October 18 – Luke

These weekly “People to Commemorate” posts are a kind of calendar for the commemoration of the saints, reproduced here from a Uniting Church Assembly document which can be found in full here. They are intended for copying and pasting into congregational pew sheets on the Sunday closest to the nominated date.

Images (where provided) are of icons by Peter Blackwood; click on the image to download a high resolution copy of the image.

Luke, witness to Jesus

Luke (‘the beloved physician’)
(Greek: Loukas = luminous, white)

The name Luke occurs only three times in our New Testament (Philemon 24, ‘. . . Demas and Luke, my fellow workers’; Col 4:14, ‘Luke the beloved physician’; and 2 Timothy 4:11, ‘Only Luke is with me’), but authorship of the third gospel (and by association, The Acts of the Apostles) is also attributed to him from early times. Part of the evidence for this claim comes from the ‘we’ passages in Acts 16:20-21 and 27 onwards, describing sea voyages with Paul, where it seems that the author himself suddenly joins the story in Troas. Luke remains with Paul until the end (Acts 28:16 and 2 Timothy 4:11), though he refrains from telling us the sad story of Paul’s death.

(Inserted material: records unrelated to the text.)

//! JSON plans: an ordered list of engine operations applied one after the
//! other. The first failing step aborts the plan.
//!
//! ```json
//! { "steps": [
//!     { "op": "reproject", "relation": "commune", "srid": 2154 },
//!     { "op": "intersect", "a": "commune", "b": "troncon", "fields_b": ["nature"] },
//!     { "op": "drop", "kind": "view", "names": ["troncon_tmp"] }
//! ] }
//! ```

use std::path::Path;

use anyhow::{Context, Result};
use serde::{Deserialize, Serialize};
use tracing::{error, info, instrument};

use geoproc_core::{DissolveOptions, IntersectOptions, RelationKind, SpatialProcessor};

#[derive(Debug, Clone, PartialEq, Serialize, Deserialize)]
#[serde(tag = "op", rename_all = "snake_case")]
pub enum Step {
    Reproject {
        relation: String,
        srid: i32,
    },
    #[serde(rename = "flatten_to_2d")]
    FlattenTo2d {
        relation: String,
        srid: i32,
    },
    SinglepartToMultipart {
        relation: String,
    },
    Intersect {
        a: String,
        b: String,
        #[serde(flatten)]
        options: IntersectOptions,
    },
    Dissolve {
        a: String,
        b: String,
        out_name: String,
        #[serde(flatten)]
        options: DissolveOptions,
    },
    Drop {
        /// `table` or `view`, checked when the step runs.
        kind: String,
        names: Vec<String>,
    },
    CreateIndex {
        relation: String,
    },
}

impl Step {
    pub fn op(&self) -> &'static str {
        match self {
            Step::Reproject { .. } => "reproject",
            Step::FlattenTo2d { .. } => "flatten_to_2d",
            Step::SinglepartToMultipart { .. } => "singlepart_to_multipart",
            Step::Intersect { .. } => "intersect",
            Step::Dissolve { .. } => "dissolve",
            Step::Drop { .. } => "drop",
            Step::CreateIndex { .. } => "create_index",
        }
    }

    pub async fn apply(&self, processor: &SpatialProcessor) -> geoproc_core::Result<()> {
        match self {
            Step::Reproject { relation, srid } => processor.reproject(relation, *srid).await,
            Step::FlattenTo2d { relation, srid } => processor.flatten_to_2d(relation, *srid).await,
            Step::SinglepartToMultipart { relation } => {
                processor.singlepart_to_multipart(relation).await
            }
            Step::Intersect { a, b, options } => processor.intersect(a, b, options).await,
            Step::Dissolve {
                a,
                b,
                out_name,
                options,
            } => processor.dissolve(a, b, out_name, options).await,
            Step::Drop { kind, names } => {
                let kind = kind.parse::<RelationKind>()?;
                processor.drop_relations(kind, names.as_slice()).await
            }
            Step::CreateIndex { relation } => processor.create_spatial_index(relation).await,
        }
    }
}

#[derive(Debug, Clone, Default, PartialEq, Serialize, Deserialize)]
pub struct Plan {
    pub steps: Vec<Step>,
}

impl Plan {
    pub async fn load(path: impl AsRef<Path>) -> Result<Self> {
        let path = path.as_ref();
        let raw = tokio::fs::read_to_string(path)
            .await
            .with_context(|| format!("failed to read plan {}", path.display()))?;
        serde_json::from_str(&raw).with_context(|| format!("invalid plan {}", path.display()))
    }

    #[instrument(skip_all, fields(steps = self.steps.len()))]
    pub async fn run(&self, processor: &SpatialProcessor) -> Result<()> {
        for (index, step) in self.steps.iter().enumerate() {
            let op = step.op();
            if let Err(err) = step.apply(processor).await {
                error!(step = index + 1, op, error = %err, "plan aborted");
                return Err(err).with_context(|| format!("step {} ({op}) failed", index + 1));
            }
            info!(step = index + 1, op, "step applied");
        }
        Ok(())
    }
}
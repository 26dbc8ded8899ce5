#![allow(dead_code)]

use std::sync::Arc;

use anyhow::anyhow;
use geoproc_core::{ProcessorConfig, RecordingEngine, SpatialProcessor, Value};

/// Relation known to the fake engine.
#[derive(Debug, Clone)]
pub struct FakeRelation {
    pub name: &'static str,
    pub srids: Vec<i32>,
    pub types: Vec<&'static str>,
}

impl FakeRelation {
    pub fn new(name: &'static str, srid: i32, types: &[&'static str]) -> Self {
        Self {
            name,
            srids: vec![srid],
            types: types.to_vec(),
        }
    }

    pub fn with_srids(mut self, srids: &[i32]) -> Self {
        self.srids = srids.to_vec();
        self
    }
}

/// Name of the first schema-qualified relation referenced by `statement`.
pub fn referenced_relation(statement: &str) -> Option<&str> {
    let start = statement.find("public.\"")? + "public.\"".len();
    let len = statement[start..].find('"')?;
    Some(&statement[start..start + len])
}

pub fn is_metadata_query(statement: &str) -> bool {
    statement.contains("ST_SRID(geometry)")
        || statement.contains("ST_GeometryType(geometry)")
        || statement.contains("to_regclass")
}

/// Engine answering metadata queries from `relations`. Any statement that
/// contains `failing` is rejected.
pub fn fake_postgis(relations: Vec<FakeRelation>, failing: Option<&'static str>) -> Arc<RecordingEngine> {
    Arc::new(RecordingEngine::new(move |statement| {
        if let Some(pattern) = failing {
            if statement.contains(pattern) {
                return Err(anyhow!("engine rejected statement containing {pattern}"));
            }
        }

        if !is_metadata_query(statement) {
            return Ok(Vec::new());
        }

        let name = referenced_relation(statement).ok_or_else(|| anyhow!("no relation in query"))?;
        let relation = relations.iter().find(|relation| relation.name == name);

        if statement.contains("to_regclass") {
            return Ok(vec![vec![Value::Bool(relation.is_some())]]);
        }

        let relation = relation.ok_or_else(|| anyhow!("relation \"{name}\" does not exist"))?;
        if statement.contains("ST_SRID(geometry)") {
            Ok(relation.srids.iter().map(|srid| vec![Value::Int((*srid).into())]).collect())
        } else {
            Ok(relation.types.iter().map(|t| vec![Value::from(*t)]).collect())
        }
    }))
}

pub fn processor(engine: &Arc<RecordingEngine>) -> SpatialProcessor {
    SpatialProcessor::with_engine(engine.clone(), ProcessorConfig::default())
}

pub fn mutating(engine: &RecordingEngine) -> Vec<String> {
    engine
        .statements()
        .into_iter()
        .filter(|statement| !is_metadata_query(statement))
        .collect()
}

Further evidence in support of these connections is given in the Anti-Marcionite Prologue to the Gospel of Luke, containing the following Greek section that may date as early as the second century:

Luke: a native of Antioch, by profession a physician. He had become a disciple of the apostle Paul and later followed Paul until his (Paul’s) martyrdom. Having served the Lord continuously, unmarried and without children, filled with the Holy Spirit, he died at the age of 84 years in Boeotia (Greece).

It was Luke’s genius that set the story of Jesus in the wider world of the Roman Empire (Luke 2:1; 3:1) and then continued it into the story of the earliest followers (Acts). He did this in sensitive continuity with the Jewish traditions, yet in a way that rehabilitated Paul, the Apostle to the Gentiles, as the great missionary who took the Gospel beyond the boundaries of Judea.

We owe to Luke’s research and 2-volume narrative the conceptual and chronological framework for our understanding of the events following Jesus’ death: from Passover to Pentecost, from First Fruits to the full harvest. We also are indebted to Luke’s honesty for our awareness of the considerable tensions between the earliest communities of Jesus-followers (Acts 6:15; and 21, for example), and for his vibrant portrayal of the movement of God’s Spirit amongst diverse ethnic groups — a movement which the Apostles sometimes struggled to comprehend and affirm.

Traditionally, Luke has been the patron saint of artists, physicians, students, teachers and butchers (Feast Day, October 18). Given the particular emphasis of the Lukan tradition, we might also suggest he should be seen today as patron saint of single people, the childless, researchers, historians, and of multi-ethnic communities.